BEGIN RECORDS FOR THIS TASK
//! Locator strategies: configurable rules and their compiled matchers.

use crate::error::ExtractError;
use crate::locate::{is_rendered, Match};
use scraper::{ElementRef, Selector};
use serde::{Deserialize, Serialize};

/// A rule for finding elements below a scope element.
///
/// Implementations must be pure: the same scope always yields the same
/// matches, and a miss is an empty vector.
pub trait Strategy: Send + Sync {
    /// Name reported in diagnostics.
    fn name(&self) -> &str;

    /// Returns every match below `scope`, in document order.
    fn find<'a>(&self, scope: ElementRef<'a>) -> Vec<Match<'a>>;
}

/// Configured form of a strategy, as read from TOML.
#[derive(Debug, Clone, PartialEq, Serialize, Deserialize)]
pub struct LocatorStrategy {
    pub name: String,
    #[serde(flatten)]
    pub rule: StrategyRule,
    /// Read the value from this attribute instead of the element's text
    #[serde(default, skip_serializing_if = "Option::is_none")]
    pub value_attr: Option<String>,
}

/// How a strategy selects elements.
#[derive(Debug, Clone, PartialEq, Serialize, Deserialize)]
#[serde(tag = "kind", rename_all = "snake_case")]
pub enum StrategyRule {
    /// Any CSS selector: attribute match, class substring, tag name.
    Css { selector: String },
    /// Elements whose own text is longer than `min_chars` characters.
    OwnTextLength {
        #[serde(default = "any_element")]
        selector: String,
        min_chars: usize,
    },
    /// Elements whose own text contains one of `needles`.
    OwnTextContains {
        #[serde(default = "any_element")]
        selector: String,
        needles: Vec<String>,
    },
    /// The scope element itself, when it carries `attr`.
    ScopeAttr { attr: String },
}

fn any_element() -> String {
    "*".to_string()
}

impl LocatorStrategy {
    pub fn css(name: impl Into<String>, selector: impl Into<String>) -> Self {
        Self::new(name, StrategyRule::Css { selector: selector.into() })
    }

    pub fn own_text_length(
        name: impl Into<String>,
        selector: impl Into<String>,
        min_chars: usize,
    ) -> Self {
        Self::new(name, StrategyRule::OwnTextLength { selector: selector.into(), min_chars })
    }

    pub fn own_text_contains(
        name: impl Into<String>,
        selector: impl Into<String>,
        needles: &[&str],
    ) -> Self {
        Self::new(
            name,
            StrategyRule::OwnTextContains {
                selector: selector.into(),
                needles: needles.iter().map(|n| n.to_string()).collect(),
            },
        )
    }

    pub fn scope_attr(name: impl Into<String>, attr: impl Into<String>) -> Self {
        Self::new(name, StrategyRule::ScopeAttr { attr: attr.into() })
    }

    /// Takes match values from `attr` (e.g. `href`) instead of text.
    pub fn with_value_attr(mut self, attr: impl Into<String>) -> Self {
        self.value_attr = Some(attr.into());
        self
    }

    fn new(name: impl Into<String>, rule: StrategyRule) -> Self {
        Self { name: name.into(), rule, value_attr: None }
    }

    /// Compiles the rule into a matcher, validating its selector.
    pub fn compile(&self) -> Result<Box<dyn Strategy>, ExtractError> {
        let value_attr = self.value_attr.clone();
        let strategy: Box<dyn Strategy> = match &self.rule {
            StrategyRule::Css { selector } => Box::new(CssStrategy {
                name: self.name.clone(),
                selector: self.parse_selector(selector)?,
                value_attr,
            }),
            StrategyRule::OwnTextLength { selector, min_chars } => Box::new(OwnTextStrategy {
                name: self.name.clone(),
                selector: self.parse_selector(selector)?,
                test: OwnTextTest::LongerThan(*min_chars),
                value_attr,
            }),
            StrategyRule::OwnTextContains { selector, needles } => Box::new(OwnTextStrategy {
                name: self.name.clone(),
                selector: self.parse_selector(selector)?,
                test: OwnTextTest::Contains(needles.clone()),
                value_attr,
            }),
            StrategyRule::ScopeAttr { attr } => {
                Box::new(ScopeAttrStrategy { name: self.name.clone(), attr: attr.clone() })
            }
        };
        Ok(strategy)
    }

    fn parse_selector(&self, selector: &str) -> Result<Selector, ExtractError> {
        Selector::parse(selector).map_err(|e| ExtractError::InvalidSelector {
            strategy: self.name.clone(),
            selector: selector.to_string(),
            reason: e.to_string(),
        })
    }
}

/// Matches descendants by CSS selector.
pub struct CssStrategy {
    name: String,
    selector: Selector,
    value_attr: Option<String>,
}

impl Strategy for CssStrategy {
    fn name(&self) -> &str {
        &self.name
    }

    fn find<'a>(&self, scope: ElementRef<'a>) -> Vec<Match<'a>> {
        scope
            .select(&self.selector)
            .filter_map(|el| Match::from_element(el, self.value_attr.as_deref()))
            .collect()
    }
}

enum OwnTextTest {
    LongerThan(usize),
    Contains(Vec<String>),
}

/// Matches descendants by their own (direct) text content.
pub struct OwnTextStrategy {
    name: String,
    selector: Selector,
    test: OwnTextTest,
    value_attr: Option<String>,
}

impl Strategy for OwnTextStrategy {
    fn name(&self) -> &str {
        &self.name
    }

    fn find<'a>(&self, scope: ElementRef<'a>) -> Vec<Match<'a>> {
        scope
            .select(&self.selector)
            .filter(|el| is_rendered(*el))
            .filter(|el| {
                let text = own_text(*el);
                match &self.test {
                    OwnTextTest::LongerThan(min) => text.chars().count() > *min,
                    OwnTextTest::Contains(needles) => {
                        needles.iter().any(|n| !n.is_empty() && text.contains(n.as_str()))
                    }
                }
            })
            .filter_map(|el| Match::from_element(el, self.value_attr.as_deref()))
            .collect()
    }
}

/// Matches the scope element itself by attribute.
pub struct ScopeAttrStrategy {
    name: String,
    attr: String,
}

impl Strategy for ScopeAttrStrategy {
    fn name(&self) -> &str {
        &self.name
    }

    fn find<'a>(&self, scope: ElementRef<'a>) -> Vec<Match<'a>> {
        Match::from_element(scope, Some(&self.attr)).into_iter().collect()
    }
}

/// Direct text children of `element`, whitespace-normalised.
/// Empty for elements that are not rendered.
pub fn own_text(element: ElementRef<'_>) -> String {
    if !is_rendered(element) {
        return String::new();
    }

    let mut words = Vec::new();
    for child in element.children() {
        if let Some(text) = child.value().as_text() {
            words.extend(text.split_whitespace());
        }
    }
    words.join(" ")
}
END RECORDS FOR THIS TASK
> TASK ITEM
Repeat the whole listing exactly, with no omissions.

> EXPECTED ANSWER
//! Locator strategies: configurable rules and their compiled matchers.

use crate::error::ExtractError;
use crate::locate::{is_rendered, Match};
use scraper::{ElementRef, Selector};
use serde::{Deserialize, Serialize};

/// A rule for finding elements below a scope element.
///
/// Implementations must be pure: the same scope always yields the same
/// matches, and a miss is an empty vector.
pub trait Strategy: Send + Sync {
    /// Name reported in diagnostics.
    fn name(&self) -> &str;

    /// Returns every match below `scope`, in document order.
    fn find<'a>(&self, scope: ElementRef<'a>) -> Vec<Match<'a>>;
}

/// Configured form of a strategy, as read from TOML.
#[derive(Debug, Clone, PartialEq, Serialize, Deserialize)]
pub struct LocatorStrategy {
    pub name: String,
    #[serde(flatten)]
    pub rule: StrategyRule,
    /// Read the value from this attribute instead of the element's text
    #[serde(default, skip_serializing_if = "Option::is_none")]
    pub value_attr: Option<String>,
}

/// How a strategy selects elements.
#[derive(Debug, Clone, PartialEq, Serialize, Deserialize)]
#[serde(tag = "kind", rename_all = "snake_case")]
pub enum StrategyRule {
    /// Any CSS selector: attribute match, class substring, tag name.
    Css { selector: String },
    /// Elements whose own text is longer than `min_chars` characters.
    OwnTextLength {
        #[serde(default = "any_element")]
        selector: String,
        min_chars: usize,
    },
    /// Elements whose own text contains one of `needles`.
    OwnTextContains {
        #[serde(default = "any_element")]
        selector: String,
        needles: Vec<String>,
    },
    /// The scope element itself, when it carries `attr`.
    ScopeAttr { attr: String },
}

fn any_element() -> String {
    "*".to_string()
}

impl LocatorStrategy {
    pub fn css(name: impl Into<String>, selector: impl Into<String>) -> Self {
        Self::new(name, StrategyRule::Css { selector: selector.into() })
    }

    pub fn own_text_length(
        name: impl Into<String>,
        selector: impl Into<String>,
        min_chars: usize,
    ) -> Self {
        Self::new(name, StrategyRule::OwnTextLength { selector: selector.into(), min_chars })
    }

    pub fn own_text_contains(
        name: impl Into<String>,
        selector: impl Into<String>,
        needles: &[&str],
    ) -> Self {
        Self::new(
            name,
            StrategyRule::OwnTextContains {
                selector: selector.into(),
                needles: needles.iter().map(|n| n.to_string()).collect(),
            },
        )
    }

    pub fn scope_attr(name: impl Into<String>, attr: impl Into<String>) -> Self {
        Self::new(name, StrategyRule::ScopeAttr { attr: attr.into() })
    }

    /// Takes match values from `attr` (e.g. `href`) instead of text.
    pub fn with_value_attr(mut self, attr: impl Into<String>) -> Self {
        self.value_attr = Some(attr.into());
        self
    }

    fn new(name: impl Into<String>, rule: StrategyRule) -> Self {
        Self { name: name.into(), rule, value_attr: None }
    }

    /// Compiles the rule into a matcher, validating its selector.
    pub fn compile(&self) -> Result<Box<dyn Strategy>, ExtractError> {
        let value_attr = self.value_attr.clone();
        let strategy: Box<dyn Strategy> = match &self.rule {
            StrategyRule::Css { selector } => Box::new(CssStrategy {
                name: self.name.clone(),
                selector: self.parse_selector(selector)?,
                value_attr,
            }),
            StrategyRule::OwnTextLength { selector, min_chars } => Box::new(OwnTextStrategy {
                name: self.name.clone(),
                selector: self.parse_selector(selector)?,
                test: OwnTextTest::LongerThan(*min_chars),
                value_attr,
            }),
            StrategyRule::OwnTextContains { selector, needles } => Box::new(OwnTextStrategy {
                name: self.name.clone(),
                selector: self.parse_selector(selector)?,
                test: OwnTextTest::Contains(needles.clone()),
                value_attr,
            }),
            StrategyRule::ScopeAttr { attr } => {
                Box::new(ScopeAttrStrategy { name: self.name.clone(), attr: attr.clone() })
            }
        };
        Ok(strategy)
    }

    fn parse_selector(&self, selector: &str) -> Result<Selector, ExtractError> {
        Selector::parse(selector).map_err(|e| ExtractError::InvalidSelector {
            strategy: self.name.clone(),
            selector: selector.to_string(),
            reason: e.to_string(),
        })
    }
}

/// Matches descendants by CSS selector.
pub struct CssStrategy {
    name: String,
    selector: Selector,
    value_attr: Option<String>,
}

impl Strategy for CssStrategy {
    fn name(&self) -> &str {
        &self.name
    }

    fn find<'a>(&self, scope: ElementRef<'a>) -> Vec<Match<'a>> {
        scope
            .select(&self.selector)
            .filter_map(|el| Match::from_element(el, self.value_attr.as_deref()))
            .collect()
    }
}

enum OwnTextTest {
    LongerThan(usize),
    Contains(Vec<String>),
}

/// Matches descendants by their own (direct) text content.
pub struct OwnTextStrategy {
    name: String,
    selector: Selector,
    test: OwnTextTest,
    value_attr: Option<String>,
}

impl Strategy for OwnTextStrategy {
    fn name(&self) -> &str {
        &self.name
    }

    fn find<'a>(&self, scope: ElementRef<'a>) -> Vec<Match<'a>> {
        scope
            .select(&self.selector)
            .filter(|el| is_rendered(*el))
            .filter(|el| {
                let text = own_text(*el);
                match &self.test {
                    OwnTextTest::LongerThan(min) => text.chars().count() > *min,
                    OwnTextTest::Contains(needles) => {
                        needles.iter().any(|n| !n.is_empty() && text.contains(n.as_str()))
                    }
                }
            })
            .filter_map(|el| Match::from_element(el, self.value_attr.as_deref()))
            .collect()
    }
}

/// Matches the scope element itself by attribute.
pub struct ScopeAttrStrategy {
    name: String,
    attr: String,
}

impl Strategy for ScopeAttrStrategy {
    fn name(&self) -> &str {
        &self.name
    }

    fn find<'a>(&self, scope: ElementRef<'a>) -> Vec<Match<'a>> {
        Match::from_element(scope, Some(&self.attr)).into_iter().collect()
    }
}

/// Direct text children of `element`, whitespace-normalised.
/// Empty for elements that are not rendered.
pub fn own_text(element: ElementRef<'_>) -> String {
    if !is_rendered(element) {
        return String::new();
    }

    let mut words = Vec::new();
    for child in element.children() {
        if let Some(text) = child.value().as_text() {
            words.extend(text.split_whitespace());
        }
    }
    words.join(" ")
}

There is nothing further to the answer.